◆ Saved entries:
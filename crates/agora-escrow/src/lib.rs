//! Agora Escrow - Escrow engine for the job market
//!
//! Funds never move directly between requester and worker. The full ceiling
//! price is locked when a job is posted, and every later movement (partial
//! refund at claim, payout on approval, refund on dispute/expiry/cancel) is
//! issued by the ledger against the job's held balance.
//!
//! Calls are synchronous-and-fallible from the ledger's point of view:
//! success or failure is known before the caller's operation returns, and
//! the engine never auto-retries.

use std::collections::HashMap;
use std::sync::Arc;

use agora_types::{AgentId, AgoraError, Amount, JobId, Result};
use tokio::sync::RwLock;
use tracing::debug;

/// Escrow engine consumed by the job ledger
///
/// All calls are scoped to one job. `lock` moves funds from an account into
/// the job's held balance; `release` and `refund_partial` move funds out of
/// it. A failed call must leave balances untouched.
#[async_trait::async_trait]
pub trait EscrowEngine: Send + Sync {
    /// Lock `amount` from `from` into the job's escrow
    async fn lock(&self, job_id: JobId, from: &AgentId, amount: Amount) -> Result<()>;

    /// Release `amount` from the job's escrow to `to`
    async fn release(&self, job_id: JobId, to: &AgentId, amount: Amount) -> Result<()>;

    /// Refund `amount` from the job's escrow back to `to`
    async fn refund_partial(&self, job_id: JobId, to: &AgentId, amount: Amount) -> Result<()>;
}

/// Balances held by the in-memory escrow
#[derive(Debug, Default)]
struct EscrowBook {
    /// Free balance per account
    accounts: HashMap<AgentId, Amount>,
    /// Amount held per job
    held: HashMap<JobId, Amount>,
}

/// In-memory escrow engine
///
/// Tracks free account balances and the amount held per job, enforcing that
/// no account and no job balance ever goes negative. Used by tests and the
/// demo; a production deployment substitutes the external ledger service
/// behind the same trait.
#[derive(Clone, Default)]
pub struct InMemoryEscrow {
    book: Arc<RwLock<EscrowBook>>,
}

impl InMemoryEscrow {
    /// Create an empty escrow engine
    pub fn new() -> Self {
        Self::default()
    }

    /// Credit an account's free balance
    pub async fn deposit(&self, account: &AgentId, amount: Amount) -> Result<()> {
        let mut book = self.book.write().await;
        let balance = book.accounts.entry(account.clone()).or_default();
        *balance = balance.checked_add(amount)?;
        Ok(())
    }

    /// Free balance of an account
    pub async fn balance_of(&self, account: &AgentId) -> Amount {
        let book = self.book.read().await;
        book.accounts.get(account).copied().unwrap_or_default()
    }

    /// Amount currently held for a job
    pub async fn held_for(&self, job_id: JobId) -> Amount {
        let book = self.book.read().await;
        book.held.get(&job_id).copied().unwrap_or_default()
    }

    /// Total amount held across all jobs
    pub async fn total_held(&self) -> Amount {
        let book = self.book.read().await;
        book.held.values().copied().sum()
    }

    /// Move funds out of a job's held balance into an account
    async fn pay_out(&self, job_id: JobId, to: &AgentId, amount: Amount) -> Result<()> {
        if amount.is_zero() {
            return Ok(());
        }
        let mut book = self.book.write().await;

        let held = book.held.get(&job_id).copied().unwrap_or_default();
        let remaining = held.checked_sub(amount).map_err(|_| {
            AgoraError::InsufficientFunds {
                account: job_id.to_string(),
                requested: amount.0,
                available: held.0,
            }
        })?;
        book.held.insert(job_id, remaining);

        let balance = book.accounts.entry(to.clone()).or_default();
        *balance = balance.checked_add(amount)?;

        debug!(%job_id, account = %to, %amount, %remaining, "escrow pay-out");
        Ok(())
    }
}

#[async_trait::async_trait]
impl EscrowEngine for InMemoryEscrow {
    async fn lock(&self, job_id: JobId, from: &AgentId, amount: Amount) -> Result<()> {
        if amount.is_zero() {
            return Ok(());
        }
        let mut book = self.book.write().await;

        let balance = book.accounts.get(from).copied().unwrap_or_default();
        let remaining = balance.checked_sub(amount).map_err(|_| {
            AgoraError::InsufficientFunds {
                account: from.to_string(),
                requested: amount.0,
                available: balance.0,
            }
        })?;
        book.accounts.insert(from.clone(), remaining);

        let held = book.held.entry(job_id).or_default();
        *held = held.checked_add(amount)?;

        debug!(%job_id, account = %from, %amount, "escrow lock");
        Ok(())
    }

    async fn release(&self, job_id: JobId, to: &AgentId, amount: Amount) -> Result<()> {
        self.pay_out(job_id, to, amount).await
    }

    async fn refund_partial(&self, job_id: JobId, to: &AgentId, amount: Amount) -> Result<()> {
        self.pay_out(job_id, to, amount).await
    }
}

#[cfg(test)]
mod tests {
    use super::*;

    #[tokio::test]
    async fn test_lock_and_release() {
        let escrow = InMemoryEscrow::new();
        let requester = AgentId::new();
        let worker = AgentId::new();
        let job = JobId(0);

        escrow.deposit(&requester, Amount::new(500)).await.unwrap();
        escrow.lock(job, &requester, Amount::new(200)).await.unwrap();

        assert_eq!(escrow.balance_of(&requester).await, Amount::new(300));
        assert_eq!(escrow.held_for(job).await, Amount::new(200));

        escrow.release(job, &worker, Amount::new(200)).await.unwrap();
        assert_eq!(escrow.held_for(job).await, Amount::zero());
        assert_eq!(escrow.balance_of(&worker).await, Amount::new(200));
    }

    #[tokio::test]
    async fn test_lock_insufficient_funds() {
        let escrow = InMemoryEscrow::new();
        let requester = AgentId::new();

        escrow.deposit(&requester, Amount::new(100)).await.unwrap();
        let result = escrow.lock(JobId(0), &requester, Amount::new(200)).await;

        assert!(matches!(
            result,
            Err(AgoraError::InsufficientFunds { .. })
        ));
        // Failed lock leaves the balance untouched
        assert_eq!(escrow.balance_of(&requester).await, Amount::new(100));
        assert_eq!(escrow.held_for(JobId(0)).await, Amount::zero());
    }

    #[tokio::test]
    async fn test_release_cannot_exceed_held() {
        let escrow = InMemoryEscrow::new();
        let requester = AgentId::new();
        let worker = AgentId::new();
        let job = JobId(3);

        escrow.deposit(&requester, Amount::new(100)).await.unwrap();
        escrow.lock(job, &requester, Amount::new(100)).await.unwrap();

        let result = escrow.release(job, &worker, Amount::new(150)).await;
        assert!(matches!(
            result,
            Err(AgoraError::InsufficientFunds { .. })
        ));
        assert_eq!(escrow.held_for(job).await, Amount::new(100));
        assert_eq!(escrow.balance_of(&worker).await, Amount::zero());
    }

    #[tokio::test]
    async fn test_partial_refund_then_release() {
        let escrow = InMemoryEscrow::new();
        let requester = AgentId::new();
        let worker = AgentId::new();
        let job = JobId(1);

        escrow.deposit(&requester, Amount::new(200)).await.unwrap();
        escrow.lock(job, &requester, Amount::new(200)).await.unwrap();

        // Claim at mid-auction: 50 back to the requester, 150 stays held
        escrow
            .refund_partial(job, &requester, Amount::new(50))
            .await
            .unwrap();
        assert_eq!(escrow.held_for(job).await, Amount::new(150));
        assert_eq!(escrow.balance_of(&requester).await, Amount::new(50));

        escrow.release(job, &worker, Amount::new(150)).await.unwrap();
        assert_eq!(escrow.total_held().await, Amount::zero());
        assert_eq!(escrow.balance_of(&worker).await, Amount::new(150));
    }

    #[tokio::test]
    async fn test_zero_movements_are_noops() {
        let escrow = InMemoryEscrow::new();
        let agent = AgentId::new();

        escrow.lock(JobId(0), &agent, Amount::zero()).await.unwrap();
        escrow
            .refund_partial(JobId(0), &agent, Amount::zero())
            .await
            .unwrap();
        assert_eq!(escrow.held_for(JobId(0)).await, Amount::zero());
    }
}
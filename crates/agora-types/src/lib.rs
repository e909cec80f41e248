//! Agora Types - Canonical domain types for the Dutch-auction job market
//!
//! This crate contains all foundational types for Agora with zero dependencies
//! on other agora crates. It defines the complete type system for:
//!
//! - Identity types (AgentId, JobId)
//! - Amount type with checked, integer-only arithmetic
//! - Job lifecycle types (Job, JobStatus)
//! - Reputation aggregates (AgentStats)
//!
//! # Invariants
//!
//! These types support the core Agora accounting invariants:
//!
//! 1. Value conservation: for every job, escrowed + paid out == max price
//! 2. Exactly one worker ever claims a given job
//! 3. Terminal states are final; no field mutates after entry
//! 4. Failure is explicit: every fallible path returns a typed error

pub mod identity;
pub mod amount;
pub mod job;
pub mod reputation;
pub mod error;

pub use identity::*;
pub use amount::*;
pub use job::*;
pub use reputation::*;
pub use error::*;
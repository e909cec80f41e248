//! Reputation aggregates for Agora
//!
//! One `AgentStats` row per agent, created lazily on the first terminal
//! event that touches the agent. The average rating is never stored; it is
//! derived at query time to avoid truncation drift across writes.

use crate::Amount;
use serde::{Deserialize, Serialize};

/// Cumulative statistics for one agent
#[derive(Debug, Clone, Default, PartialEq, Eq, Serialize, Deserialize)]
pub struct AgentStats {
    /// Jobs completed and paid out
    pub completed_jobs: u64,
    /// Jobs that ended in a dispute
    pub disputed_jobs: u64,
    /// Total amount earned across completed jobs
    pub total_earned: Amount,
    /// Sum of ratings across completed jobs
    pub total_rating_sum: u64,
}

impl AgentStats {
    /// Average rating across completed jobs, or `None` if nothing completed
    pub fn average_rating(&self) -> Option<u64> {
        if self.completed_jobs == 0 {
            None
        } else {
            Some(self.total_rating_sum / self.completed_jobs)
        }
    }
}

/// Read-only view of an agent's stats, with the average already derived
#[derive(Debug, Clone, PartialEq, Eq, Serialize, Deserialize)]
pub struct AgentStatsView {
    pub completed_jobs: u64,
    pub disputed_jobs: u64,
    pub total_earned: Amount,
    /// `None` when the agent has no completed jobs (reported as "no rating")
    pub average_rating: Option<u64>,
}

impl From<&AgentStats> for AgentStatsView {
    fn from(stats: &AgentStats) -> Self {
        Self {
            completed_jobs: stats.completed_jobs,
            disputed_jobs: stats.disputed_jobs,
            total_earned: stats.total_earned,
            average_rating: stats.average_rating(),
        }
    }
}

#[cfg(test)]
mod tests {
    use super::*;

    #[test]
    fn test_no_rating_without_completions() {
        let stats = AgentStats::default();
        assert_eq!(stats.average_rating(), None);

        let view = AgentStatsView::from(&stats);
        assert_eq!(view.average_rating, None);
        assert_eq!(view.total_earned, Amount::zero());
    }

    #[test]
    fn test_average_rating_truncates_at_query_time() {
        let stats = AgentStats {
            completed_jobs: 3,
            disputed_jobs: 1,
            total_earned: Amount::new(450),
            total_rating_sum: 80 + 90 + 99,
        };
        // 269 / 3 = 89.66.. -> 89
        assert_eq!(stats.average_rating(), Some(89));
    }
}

◆ WHAT TO PRODUCE:
Of all the entries above, retype exactly the lines from the line with "These types support" to the line with "pub use job::*;", both included, and no others.

◆ EXERCISE ANSWER:
//! These types support the core Agora accounting invariants:
//!
//! 1. Value conservation: for every job, escrowed + paid out == max price
//! 2. Exactly one worker ever claims a given job
//! 3. Terminal states are final; no field mutates after entry
//! 4. Failure is explicit: every fallible path returns a typed error

pub mod identity;
pub mod amount;
pub mod job;
pub mod reputation;
pub mod error;

pub use identity::*;
pub use amount::*;
pub use job::*;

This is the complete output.